We recommend CTV to PTV margins of 8mm, 6mm and 9mm in AP, ML and SI directions for prostate. And, we suggest 4mm and 5mm for external and common iliac vessels respectively. We also prefer registration based on bony landmarks to minimize bowel irradiation. More CBCT scans should be performed during the first 3weeks and especially the first week to check rectum volume.

We recommend CTV to PTV margins of 8mm, 6mm and 9mm in AP, ML and SI directions for prostate. And, we suggest 4mm and 5mm for external and common iliac vessels respectively. We also prefer registration based on bony landmarks to minimize bowel irradiation.

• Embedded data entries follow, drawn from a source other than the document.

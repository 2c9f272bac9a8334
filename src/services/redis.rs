//! Redis specialization

use crate::error::Result;
use crate::fleet::service::{RestartPolicy, ServiceSpec, ServiceVolume};
use std::sync::Arc;

const DEFAULT_IMAGE: &str = "redis:7";

/// Factory for a Redis service, append-only persistence optional
#[derive(Debug, Clone)]
pub struct RedisService {
    name: String,
    image: String,
    persistent: bool,
}

impl RedisService {
    pub fn new(name: &str) -> Self {
        Self {
            name: name.to_string(),
            image: DEFAULT_IMAGE.to_string(),
            persistent: false,
        }
    }

    pub fn image(mut self, image: &str) -> Self {
        self.image = image.to_string();
        self
    }

    pub fn persistent(mut self) -> Self {
        self.persistent = true;
        self
    }

    pub fn build(self) -> Result<Arc<ServiceSpec>> {
        let mut builder = ServiceSpec::builder(&self.name, &self.image)
            .restart(RestartPolicy::Always);

        if self.persistent {
            builder = builder
                .command(
                    ["redis-server", "--appendonly", "yes"]
                        .map(String::from)
                        .to_vec(),
                )
                .volume(ServiceVolume::volume(&format!("{}-data", self.name), "/data"));
        }

        Ok(builder.build())
    }
}

#[cfg(test)]
mod tests {
    use super::*;

    #[test]
    fn test_ephemeral_by_default() {
        let cache = RedisService::new("cache").build().unwrap();
        assert!(cache.volumes.is_empty());
        assert!(cache.command.is_none());
    }

    #[test]
    fn test_persistence_enables_aof() {
        let cache = RedisService::new("cache").persistent().build().unwrap();
        assert_eq!(cache.volumes[0].source, "cache-data");
        assert_eq!(
            cache.command.as_deref().unwrap(),
            ["redis-server", "--appendonly", "yes"]
        );
    }
}
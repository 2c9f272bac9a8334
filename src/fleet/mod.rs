//! Generic cluster model: services, dependency graph, nodes, users
//!
//! This module is orchestrator-agnostic. The Docker specialization that
//! compiles the graph into a Compose/Swarm document lives in `crate::docker`.

pub mod cluster;
pub mod node;
pub mod service;
pub mod user;

pub use cluster::{Cluster, ClusterBase, Dependency};
pub use node::ClusterNode;
pub use service::{
    Capabilities, ConfigValue, PortMode, ProxyRole, Replicas, ResourceRange, RestartPolicy,
    SchedulingMode, ServiceBuilder, ServicePort, ServiceSpec, ServiceVolume, VolumeKind, WebRole,
};
pub use user::ClusterUser;
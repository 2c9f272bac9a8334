//! Credentialed cluster actors

use serde::{Deserialize, Serialize};
use std::path::PathBuf;

/// A credentialed identity used to provision and deploy onto nodes
///
/// Users are cloned per role (admin vs. runner) via the `with_*` overrides,
/// never mutated in place.
#[derive(Debug, Clone, Serialize, Deserialize)]
pub struct ClusterUser {
    /// Login name
    pub username: String,
    /// Password, when password auth or sudo needs one
    #[serde(default)]
    pub password: Option<String>,
    /// Private key used for SSH auth
    #[serde(default)]
    pub private_key_path: Option<PathBuf>,
    /// Public key installed into authorized_keys during setup
    #[serde(default)]
    pub public_key_path: Option<PathBuf>,
}

impl ClusterUser {
    pub fn new(username: &str) -> Self {
        Self {
            username: username.to_string(),
            password: None,
            private_key_path: default_key_path(false),
            public_key_path: default_key_path(true),
        }
    }

    /// Same credentials under a different login name
    pub fn with_username(&self, username: &str) -> Self {
        Self {
            username: username.to_string(),
            ..self.clone()
        }
    }

    pub fn with_password(mut self, password: &str) -> Self {
        self.password = Some(password.to_string());
        self
    }

    pub fn with_private_key(mut self, path: PathBuf) -> Self {
        self.private_key_path = Some(path);
        self
    }

    pub fn with_public_key(mut self, path: PathBuf) -> Self {
        self.public_key_path = Some(path);
        self
    }
}

fn default_key_path(public: bool) -> Option<PathBuf> {
    let home = std::env::var_os("HOME")?;
    let name = if public { "id_rsa.pub" } else { "id_rsa" };
    Some(PathBuf::from(home).join(".ssh").join(name))
}

#[cfg(test)]
mod tests {
    use super::*;

    #[test]
    fn test_with_username_keeps_keys() {
        let admin = ClusterUser::new("admin").with_private_key(PathBuf::from("/keys/deploy"));
        let runner = admin.with_username("runner");

        assert_eq!(runner.username, "runner");
        assert_eq!(runner.private_key_path, Some(PathBuf::from("/keys/deploy")));
        // the original is untouched
        assert_eq!(admin.username, "admin");
    }
}
//! Remote command execution over SSH
//!
//! The rollout orchestrator only needs a small executor capability: run a
//! command, upload a file, and re-scope to another local user. Everything
//! else (transport, host keys, agents) stays behind the `ssh`/`scp` binaries.

pub mod executor;

pub use executor::{CommandOutput, Executor, SshExecutor};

More CBCT scans should be performed during the first 3weeks and especially the first week to check rectum volume.

To explore the impact of caring for family members experiencing spiritual distress on Intensive Care Unit healthcare providers.

A qualitative study involving interviews and focus groups between May 2016 and April 2017.

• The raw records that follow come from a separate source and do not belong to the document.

//! Per-service compose fragment compiler
//!
//! Pure functions from a `ServiceSpec` plus explicit cluster context to the
//! service's slice of the deployment document. Network membership is
//! intentionally non-transitive: a service joins its own network and the
//! networks of services it *directly* depends on, nothing further.

use crate::compose::document::{
    DependsOnCondition, DependsOnConfig, DeployConfig, PlacementConfig, PortConfig,
    ResourceSpecConfig, ResourcesConfig, RestartPolicyConfig, ServiceConfig,
    ServiceNetworkConfig, VolumeMountConfig,
};
use crate::compose::DeployTarget;
use crate::error::{ArmadaError, Result};
use crate::fleet::cluster::ClusterBase;
use crate::fleet::service::{PortMode, SchedulingMode, ServiceSpec, VolumeKind};
use std::collections::BTreeMap;

/// The network a service owns: `{cluster}_{service}_network`
pub fn network_name(cluster: &ClusterBase, service: &ServiceSpec) -> String {
    format!("{}_{}_network", cluster.name, service.name)
}

/// Unique top-level name for a named volume: `{cluster}_{source}_volume`
pub fn volume_name(cluster: &ClusterBase, source: &str) -> String {
    format!("{}_{}_volume", cluster.name, source)
}

/// Image reference as it appears in the document: qualified through the
/// service's registry when one is configured
pub fn image_reference(service: &ServiceSpec) -> String {
    match service.registry {
        Some(ref registry) => {
            let (name, tag) = match service.image.rsplit_once(':') {
                Some((name, tag)) => (name, tag),
                None => (service.image.as_str(), "latest"),
            };
            registry.uri(name, tag)
        }
        None => service.image.clone(),
    }
}

/// Compile a service into its compose fragment.
///
/// `cluster` is the cluster the document is being compiled for; the service
/// itself always belongs to it (external services are compiled by their own
/// cluster's pass).
pub fn compile(
    service: &ServiceSpec,
    cluster: &ClusterBase,
    target: DeployTarget,
) -> Result<ServiceConfig> {
    let mut fragment = ServiceConfig {
        image: Some(image_reference(service)),
        command: service.command.clone(),
        ..Default::default()
    };

    for (key, value) in &service.labels {
        fragment.labels.insert(key.clone(), value.flatten());
    }
    for (key, value) in &service.environment {
        fragment.environment.insert(key.clone(), value.flatten());
    }
    fragment.sysctls = service.sysctls.clone();
    fragment.cap_add = service.capabilities.add.clone();
    fragment.cap_drop = service.capabilities.drop.clone();
    fragment.profiles = service.profiles.clone();

    fragment.volumes = service
        .volumes
        .iter()
        .map(|volume| {
            let source = match volume.kind {
                // named volumes resolve to their unique top-level name
                VolumeKind::Volume => volume_name(cluster, &volume.source),
                VolumeKind::Bind | VolumeKind::Tmpfs => volume.source.clone(),
            };
            VolumeMountConfig {
                kind: volume.kind.as_str().to_string(),
                source,
                target: volume.target.clone(),
                read_only: volume.read_only,
            }
        })
        .collect();

    for port in &service.ports {
        if port.ip.as_deref() == Some("0.0.0.0") && port.mode != PortMode::Host {
            // binding every interface in ingress mode bypasses host firewall
            // rules silently
            return Err(ArmadaError::InvalidPort(format!(
                "port {} on {} binds 0.0.0.0 outside host mode",
                port.display(),
                service.name
            )));
        }
        fragment.ports.push(PortConfig {
            target: port.target,
            published: port.published,
            ip: port.ip.clone(),
            protocol: Some(port.protocol.as_str().to_string()),
            mode: Some(port.mode.as_str().to_string()),
        });
    }

    fragment.restart = match (target, service.restart) {
        (DeployTarget::Compose, Some(policy)) => Some(policy.compose_value().to_string()),
        _ => None,
    };

    let deploy = deploy_block(service, target)?;
    fragment.deploy = (!deploy.is_empty()).then_some(deploy);
    fragment.depends_on = depends_on(service, cluster, target);
    fragment.networks = networks(service, cluster, target);
    fragment.extra = service.extra.clone();

    Ok(fragment)
}

/// Compile the per-service deploy block.
///
/// `mode`, `placement` and `restart_policy` are swarm-only and dropped for
/// compose; a compose-only restart policy under swarm is a configuration
/// error rather than a silent drop.
pub fn deploy_block(service: &ServiceSpec, target: DeployTarget) -> Result<DeployConfig> {
    let mut deploy = DeployConfig::default();

    let limits = ResourceSpecConfig {
        cpus: service.cpus.max.clone(),
        memory: service.memory.max.clone(),
    };
    let reservations = ResourceSpecConfig {
        cpus: service.cpus.min.clone(),
        memory: service.memory.min.clone(),
    };
    if !limits.is_empty() || !reservations.is_empty() {
        deploy.resources = Some(ResourcesConfig {
            limits: (!limits.is_empty()).then_some(limits),
            reservations: (!reservations.is_empty()).then_some(reservations),
        });
    }

    if service.mode == SchedulingMode::Replicated {
        deploy.replicas = Some(service.replicas.min);
    }

    match target {
        DeployTarget::Swarm => {
            deploy.mode = Some(service.mode.as_str().to_string());
            if let Some(ref constraint) = service.placement {
                deploy.placement = Some(PlacementConfig {
                    constraints: vec![constraint.clone()],
                });
            }
            if let Some(policy) = service.restart {
                let condition = policy.swarm_condition().ok_or_else(|| {
                    ArmadaError::Config(format!(
                        "restart policy '{}' on {} is not supported under swarm",
                        policy.compose_value(),
                        service.name
                    ))
                })?;
                deploy.restart_policy = Some(RestartPolicyConfig {
                    condition: condition.to_string(),
                });
            }
        }
        DeployTarget::Compose => {}
    }

    Ok(deploy)
}

/// Render `depends_on` from the service's direct in-cluster dependencies
pub fn depends_on(
    service: &ServiceSpec,
    cluster: &ClusterBase,
    target: DeployTarget,
) -> Option<DependsOnConfig> {
    let names: Vec<String> = service
        .dependencies
        .iter()
        .filter(|edge| !edge.is_external_to(cluster))
        .map(|edge| edge.service.name.clone())
        .collect();
    if names.is_empty() {
        return None;
    }

    Some(match target {
        DeployTarget::Swarm => DependsOnConfig::List(names),
        DeployTarget::Compose => {
            let mut map = BTreeMap::new();
            for name in names {
                map.insert(name, DependsOnCondition::default());
            }
            DependsOnConfig::Map(map)
        }
    })
}

/// Networks a service joins: its own, plus the own network of every
/// *direct* dependency (external ones included; that is how two clusters
/// share a physical network).
pub fn networks(
    service: &ServiceSpec,
    cluster: &ClusterBase,
    target: DeployTarget,
) -> BTreeMap<String, ServiceNetworkConfig> {
    let mut map = BTreeMap::new();

    let own = ServiceNetworkConfig {
        // swarm rejects the priority key
        priority: matches!(target, DeployTarget::Compose).then_some(0),
        aliases: Vec::new(),
    };
    map.insert(network_name(cluster, service), own);

    for edge in &service.dependencies {
        map.entry(network_name(&edge.cluster, &edge.service))
            .or_default();
    }

    map
}

#[cfg(test)]
mod tests {
    use super::*;
    use crate::fleet::service::{Replicas, RestartPolicy, ServicePort};

    fn base() -> ClusterBase {
        ClusterBase::new("test")
    }

    #[test]
    fn test_naming() {
        let svc = ServiceSpec::builder("api", "api:latest").build();
        assert_eq!(network_name(&base(), &svc), "test_api_network");
        assert_eq!(volume_name(&base(), "data"), "test_data_volume");
    }

    #[test]
    fn test_image_qualified_through_registry() {
        let svc = ServiceSpec::builder("api", "api:v2")
            .registry(crate::image::Registry::new("registry.example.com"))
            .build();
        assert_eq!(image_reference(&svc), "registry.example.com/api:v2");

        let plain = ServiceSpec::builder("db", "postgres:16").build();
        assert_eq!(image_reference(&plain), "postgres:16");
    }

    #[test]
    fn test_swarm_deploy_block_has_mode_and_placement() {
        let svc = ServiceSpec::builder("api", "api:latest")
            .placement("node.role == worker")
            .restart(RestartPolicy::OnFailure)
            .cpus("0.25", "1")
            .memory("128M", "512M")
            .replicas(Replicas::new("api", 2, 2, 4).unwrap())
            .build();

        let deploy = deploy_block(&svc, DeployTarget::Swarm).unwrap();
        assert_eq!(deploy.mode.as_deref(), Some("replicated"));
        assert_eq!(deploy.replicas, Some(2));
        assert_eq!(
            deploy.placement.unwrap().constraints,
            ["node.role == worker"]
        );
        assert_eq!(deploy.restart_policy.unwrap().condition, "on-failure");

        let resources = deploy.resources.unwrap();
        assert_eq!(resources.limits.unwrap().cpus.as_deref(), Some("1"));
        assert_eq!(
            resources.reservations.unwrap().memory.as_deref(),
            Some("128M")
        );
    }

    #[test]
    fn test_compose_deploy_block_drops_swarm_keys() {
        let svc = ServiceSpec::builder("api", "api:latest")
            .placement("node.role == worker")
            .restart(RestartPolicy::UnlessStopped)
            .build();

        let deploy = deploy_block(&svc, DeployTarget::Compose).unwrap();
        assert!(deploy.mode.is_none());
        assert!(deploy.placement.is_none());
        assert!(deploy.restart_policy.is_none());

        let fragment = compile(&svc, &base(), DeployTarget::Compose).unwrap();
        assert_eq!(fragment.restart.as_deref(), Some("unless-stopped"));
    }

    #[test]
    fn test_unless_stopped_rejected_under_swarm() {
        let svc = ServiceSpec::builder("api", "api:latest")
            .restart(RestartPolicy::UnlessStopped)
            .build();
        let err = compile(&svc, &base(), DeployTarget::Swarm).unwrap_err();
        assert!(matches!(err, ArmadaError::Config(_)));
    }

    #[test]
    fn test_global_mode_omits_replicas() {
        let svc = ServiceSpec::builder("agent", "agent:latest")
            .mode(SchedulingMode::Global)
            .build();
        let deploy = deploy_block(&svc, DeployTarget::Swarm).unwrap();
        assert_eq!(deploy.mode.as_deref(), Some("global"));
        assert!(deploy.replicas.is_none());
    }

    #[test]
    fn test_wildcard_bind_rejected_outside_host_mode() {
        let svc = ServiceSpec::builder("api", "api:latest")
            .port_spec(ServicePort::new(8080).published(80).bind_ip("0.0.0.0"))
            .unwrap()
            .build();
        let err = compile(&svc, &base(), DeployTarget::Swarm).unwrap_err();
        assert!(matches!(err, ArmadaError::InvalidPort(_)));

        let svc = ServiceSpec::builder("api", "api:latest")
            .port_spec(
                ServicePort::new(8080)
                    .published(80)
                    .bind_ip("0.0.0.0")
                    .mode(crate::fleet::service::PortMode::Host),
            )
            .unwrap()
            .build();
        assert!(compile(&svc, &base(), DeployTarget::Swarm).is_ok());
    }

    #[test]
    fn test_networks_are_non_transitive() {
        let cluster = base();
        let a = ServiceSpec::builder("a", "a:latest").build();
        let b = ServiceSpec::builder("b", "b:latest")
            .depends_on(a, cluster.clone())
            .build();
        let c = ServiceSpec::builder("c", "c:latest")
            .depends_on(b, cluster.clone())
            .build();

        let nets = networks(&c, &cluster, DeployTarget::Swarm);
        assert!(nets.contains_key("test_c_network"));
        assert!(nets.contains_key("test_b_network"));
        assert!(!nets.contains_key("test_a_network"));
    }

    #[test]
    fn test_own_network_priority_is_compose_only() {
        let svc = ServiceSpec::builder("api", "api:latest").build();
        let nets = networks(&svc, &base(), DeployTarget::Compose);
        assert_eq!(nets["test_api_network"].priority, Some(0));

        let nets = networks(&svc, &base(), DeployTarget::Swarm);
        assert_eq!(nets["test_api_network"].priority, None);
    }

    #[test]
    fn test_depends_on_shape_per_target() {
        let cluster = base();
        let db = ServiceSpec::builder("db", "postgres:16").build();
        let api = ServiceSpec::builder("api", "api:latest")
            .depends_on(db, cluster.clone())
            .build();

        match depends_on(&api, &cluster, DeployTarget::Swarm).unwrap() {
            DependsOnConfig::List(names) => assert_eq!(names, ["db"]),
            _ => panic!("swarm depends_on must be a list"),
        }
        match depends_on(&api, &cluster, DeployTarget::Compose).unwrap() {
            DependsOnConfig::Map(map) => {
                assert_eq!(map["db"].condition, "service_started");
            }
            _ => panic!("compose depends_on must be a map"),
        }
    }

    #[test]
    fn test_external_dependency_excluded_from_depends_on() {
        let cluster = base();
        let shared = ServiceSpec::builder("proxy", "traefik:v3").build();
        let api = ServiceSpec::builder("api", "api:latest")
            .depends_on(shared, ClusterBase::new("infra"))
            .build();

        // the proxy lives in another stack, compose cannot wait on it
        assert!(depends_on(&api, &cluster, DeployTarget::Compose).is_none());
        // but its network is still joined
        let nets = networks(&api, &cluster, DeployTarget::Compose);
        assert!(nets.contains_key("infra_proxy_network"));
    }

    #[test]
    fn test_named_volume_sources_rewritten() {
        let svc = ServiceSpec::builder("db", "postgres:16")
            .volume(crate::fleet::service::ServiceVolume::volume(
                "data",
                "/var/lib/postgresql/data",
            ))
            .volume(crate::fleet::service::ServiceVolume::bind(
                "/etc/localtime",
                "/etc/localtime",
            ))
            .build();

        let fragment = compile(&svc, &base(), DeployTarget::Swarm).unwrap();
        assert_eq!(fragment.volumes[0].source, "test_data_volume");
        assert_eq!(fragment.volumes[1].source, "/etc/localtime");
    }

    #[test]
    fn test_label_flattening() {
        let svc = ServiceSpec::builder("api", "api:latest")
            .label("traefik.enable", true)
            .label("replica-weight", 3i64)
            .env("PORT", 8080u16)
            .build();
        let fragment = compile(&svc, &base(), DeployTarget::Swarm).unwrap();
        assert_eq!(fragment.labels["traefik.enable"], "true");
        assert_eq!(fragment.labels["replica-weight"], "3");
        assert_eq!(fragment.environment["PORT"], "8080");
    }
}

Intensive care healthcare providers from nine teaching and three non-teaching units across Alberta, Canada.

Transcribed data were analysed using interpretive description.

Forty-two participants variably described experiences of vicarious spiritual distress, along with coping strategies and outcomes related to these experiences. Vicarious spiritual distress was experienced as sorrow/distress, helplessness and preoccupation/rumination. Coping strategies were both adaptive (self-awareness/reflection, reframing/resiliency, team support/debriefing, self-care, accepting limitations) and maladaptive (compartmentalising/distancing, substance use). Lastly, the emotional burden of these experiences resulted in both favourable (satisfaction, appreciation) and unfavourable (moral distress, burnout, hopelessness) outcomes.